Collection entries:
········

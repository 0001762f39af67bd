use ratatui::style::Color;

/// Neutral accent for styles without a colour of their own.
const DEFAULT_ACCENT: Color = Color::Rgb(100, 116, 139);

#[derive(Debug, Clone, Copy, PartialEq, Eq, Hash, Default)]
pub enum AvatarStyle {
    #[default]
    Anime,
    Realistic,
    PixelArt,
    ThreeDRender,
    Watercolor,
    Cyberpunk,
    OilPainting,
    FlatDesign,
    Clay,
}

impl AvatarStyle {
    pub fn all() -> Vec<AvatarStyle> {
        vec![
            AvatarStyle::Anime,
            AvatarStyle::Realistic,
            AvatarStyle::PixelArt,
            AvatarStyle::ThreeDRender,
            AvatarStyle::Watercolor,
            AvatarStyle::Cyberpunk,
            AvatarStyle::OilPainting,
            AvatarStyle::FlatDesign,
            AvatarStyle::Clay,
        ]
    }

    /// Label shown in the selector and embedded in the generation prompt.
    pub fn label(&self) -> &'static str {
        match self {
            AvatarStyle::Anime => "Anime",
            AvatarStyle::Realistic => "Realistic Photo",
            AvatarStyle::PixelArt => "Pixel Art",
            AvatarStyle::ThreeDRender => "3D Render",
            AvatarStyle::Watercolor => "Watercolor",
            AvatarStyle::Cyberpunk => "Cyberpunk",
            AvatarStyle::OilPainting => "Oil Painting",
            AvatarStyle::FlatDesign => "Flat Illustration",
            AvatarStyle::Clay => "Clay",
        }
    }

    /// Key used in the config file and on the command line.
    pub fn as_str(&self) -> &'static str {
        match self {
            AvatarStyle::Anime => "anime",
            AvatarStyle::Realistic => "realistic",
            AvatarStyle::PixelArt => "pixel-art",
            AvatarStyle::ThreeDRender => "3d-render",
            AvatarStyle::Watercolor => "watercolor",
            AvatarStyle::Cyberpunk => "cyberpunk",
            AvatarStyle::OilPainting => "oil-painting",
            AvatarStyle::FlatDesign => "flat-design",
            AvatarStyle::Clay => "clay",
        }
    }

    pub fn from_str(s: &str) -> Option<Self> {
        let key = s.trim().to_lowercase();
        Self::all().into_iter().find(|style| style.as_str() == key)
    }

    pub fn accent(&self) -> Color {
        match self {
            AvatarStyle::Anime => Color::Rgb(236, 72, 153),
            AvatarStyle::Cyberpunk => Color::Rgb(6, 182, 212),
            AvatarStyle::Realistic => Color::Rgb(16, 185, 129),
            AvatarStyle::Watercolor => Color::Rgb(96, 165, 250),
            AvatarStyle::PixelArt => Color::Rgb(249, 115, 22),
            AvatarStyle::ThreeDRender => Color::Rgb(139, 92, 246),
            AvatarStyle::Clay => Color::Rgb(217, 119, 6),
            AvatarStyle::OilPainting | AvatarStyle::FlatDesign => DEFAULT_ACCENT,
        }
    }

    /// Position in display order.
    pub fn index(&self) -> usize {
        Self::all()
            .iter()
            .position(|style| style == self)
            .unwrap_or(0)
    }

    pub fn from_index(idx: usize) -> Option<Self> {
        Self::all().get(idx).copied()
    }

    pub fn next(&self) -> Self {
        let all = Self::all();
        all[(self.index() + 1) % all.len()]
    }

    pub fn prev(&self) -> Self {
        let all = Self::all();
        all[(self.index() + all.len() - 1) % all.len()]
    }
}

/// clap value parser for `--style`.
pub fn parse_style(s: &str) -> Result<AvatarStyle, String> {
    AvatarStyle::from_str(s).ok_or_else(|| {
        let known: Vec<&str> = AvatarStyle::all().iter().map(|s| s.as_str()).collect();
        format!("unknown style '{}', expected one of: {}", s, known.join(", "))
    })
}

#[cfg(test)]
mod tests {
    use super::*;

    #[test]
    fn test_catalog_has_nine_distinct_styles() {
        let all = AvatarStyle::all();
        assert_eq!(all.len(), 9);
        let mut keys: Vec<&str> = all.iter().map(|s| s.as_str()).collect();
        keys.sort();
        keys.dedup();
        assert_eq!(keys.len(), 9);
    }

    #[test]
    fn test_from_str_is_case_insensitive() {
        assert_eq!(AvatarStyle::from_str("Pixel-Art"), Some(AvatarStyle::PixelArt));
        assert_eq!(AvatarStyle::from_str(" 3D-RENDER "), Some(AvatarStyle::ThreeDRender));
        assert_eq!(AvatarStyle::from_str("baroque"), None);
    }

    #[test]
    fn test_every_key_parses_back() {
        for style in AvatarStyle::all() {
            assert_eq!(AvatarStyle::from_str(style.as_str()), Some(style));
        }
    }

    #[test]
    fn test_next_and_prev_wrap() {
        assert_eq!(AvatarStyle::Clay.next(), AvatarStyle::Anime);
        assert_eq!(AvatarStyle::Anime.prev(), AvatarStyle::Clay);
        assert_eq!(AvatarStyle::Anime.next(), AvatarStyle::Realistic);
    }

    #[test]
    fn test_unaccented_styles_share_default() {
        assert_eq!(AvatarStyle::OilPainting.accent(), AvatarStyle::FlatDesign.accent());
        assert_ne!(AvatarStyle::Anime.accent(), AvatarStyle::Cyberpunk.accent());
    }

    #[test]
    fn test_parse_style_error_lists_choices() {
        let err = parse_style("nope").unwrap_err();
        assert!(err.contains("cyberpunk"));
    }
}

········

After reading through the records, retype all of them exactly.

Task answer:
repository 0001762f39af67bd
use ratatui::style::Color;

/// Neutral accent for styles without a colour of their own.
const DEFAULT_ACCENT: Color = Color::Rgb(100, 116, 139);

#[derive(Debug, Clone, Copy, PartialEq, Eq, Hash, Default)]
pub enum AvatarStyle {
    #[default]
    Anime,
    Realistic,
    PixelArt,
    ThreeDRender,
    Watercolor,
    Cyberpunk,
    OilPainting,
    FlatDesign,
    Clay,
}

impl AvatarStyle {
    pub fn all() -> Vec<AvatarStyle> {
        vec![
            AvatarStyle::Anime,
            AvatarStyle::Realistic,
            AvatarStyle::PixelArt,
            AvatarStyle::ThreeDRender,
            AvatarStyle::Watercolor,
            AvatarStyle::Cyberpunk,
            AvatarStyle::OilPainting,
            AvatarStyle::FlatDesign,
            AvatarStyle::Clay,
        ]
    }

    /// Label shown in the selector and embedded in the generation prompt.
    pub fn label(&self) -> &'static str {
        match self {
            AvatarStyle::Anime => "Anime",
            AvatarStyle::Realistic => "Realistic Photo",
            AvatarStyle::PixelArt => "Pixel Art",
            AvatarStyle::ThreeDRender => "3D Render",
            AvatarStyle::Watercolor => "Watercolor",
            AvatarStyle::Cyberpunk => "Cyberpunk",
            AvatarStyle::OilPainting => "Oil Painting",
            AvatarStyle::FlatDesign => "Flat Illustration",
            AvatarStyle::Clay => "Clay",
        }
    }

    /// Key used in the config file and on the command line.
    pub fn as_str(&self) -> &'static str {
        match self {
            AvatarStyle::Anime => "anime",
            AvatarStyle::Realistic => "realistic",
            AvatarStyle::PixelArt => "pixel-art",
            AvatarStyle::ThreeDRender => "3d-render",
            AvatarStyle::Watercolor => "watercolor",
            AvatarStyle::Cyberpunk => "cyberpunk",
            AvatarStyle::OilPainting => "oil-painting",
            AvatarStyle::FlatDesign => "flat-design",
            AvatarStyle::Clay => "clay",
        }
    }

    pub fn from_str(s: &str) -> Option<Self> {
        let key = s.trim().to_lowercase();
        Self::all().into_iter().find(|style| style.as_str() == key)
    }

    pub fn accent(&self) -> Color {
        match self {
            AvatarStyle::Anime => Color::Rgb(236, 72, 153),
            AvatarStyle::Cyberpunk => Color::Rgb(6, 182, 212),
            AvatarStyle::Realistic => Color::Rgb(16, 185, 129),
            AvatarStyle::Watercolor => Color::Rgb(96, 165, 250),
            AvatarStyle::PixelArt => Color::Rgb(249, 115, 22),
            AvatarStyle::ThreeDRender => Color::Rgb(139, 92, 246),
            AvatarStyle::Clay => Color::Rgb(217, 119, 6),
            AvatarStyle::OilPainting | AvatarStyle::FlatDesign => DEFAULT_ACCENT,
        }
    }

    /// Position in display order.
    pub fn index(&self) -> usize {
        Self::all()
            .iter()
            .position(|style| style == self)
            .unwrap_or(0)
    }

    pub fn from_index(idx: usize) -> Option<Self> {
        Self::all().get(idx).copied()
    }

    pub fn next(&self) -> Self {
        let all = Self::all();
        all[(self.index() + 1) % all.len()]
    }

    pub fn prev(&self) -> Self {
        let all = Self::all();
        all[(self.index() + all.len() - 1) % all.len()]
    }
}

/// clap value parser for `--style`.
pub fn parse_style(s: &str) -> Result<AvatarStyle, String> {
    AvatarStyle::from_str(s).ok_or_else(|| {
        let known: Vec<&str> = AvatarStyle::all().iter().map(|s| s.as_str()).collect();
        format!("unknown style '{}', expected one of: {}", s, known.join(", "))
    })
}

#[cfg(test)]
mod tests {
    use super::*;

    #[test]
    fn test_catalog_has_nine_distinct_styles() {
        let all = AvatarStyle::all();
        assert_eq!(all.len(), 9);
        let mut keys: Vec<&str> = all.iter().map(|s| s.as_str()).collect();
        keys.sort();
        keys.dedup();
        assert_eq!(keys.len(), 9);
    }

    #[test]
    fn test_from_str_is_case_insensitive() {
        assert_eq!(AvatarStyle::from_str("Pixel-Art"), Some(AvatarStyle::PixelArt));
        assert_eq!(AvatarStyle::from_str(" 3D-RENDER "), Some(AvatarStyle::ThreeDRender));
        assert_eq!(AvatarStyle::from_str("baroque"), None);
    }

    #[test]
    fn test_every_key_parses_back() {
        for style in AvatarStyle::all() {
            assert_eq!(AvatarStyle::from_str(style.as_str()), Some(style));
        }
    }

    #[test]
    fn test_next_and_prev_wrap() {
        assert_eq!(AvatarStyle::Clay.next(), AvatarStyle::Anime);
        assert_eq!(AvatarStyle::Anime.prev(), AvatarStyle::Clay);
        assert_eq!(AvatarStyle::Anime.next(), AvatarStyle::Realistic);
    }

    #[test]
    fn test_unaccented_styles_share_default() {
        assert_eq!(AvatarStyle::OilPainting.accent(), AvatarStyle::FlatDesign.accent());
        assert_ne!(AvatarStyle::Anime.accent(), AvatarStyle::Cyberpunk.accent());
    }

    #[test]
    fn test_parse_style_error_lists_choices() {
        let err = parse_style("nope").unwrap_err();
        assert!(err.contains("cyberpunk"));
    }
}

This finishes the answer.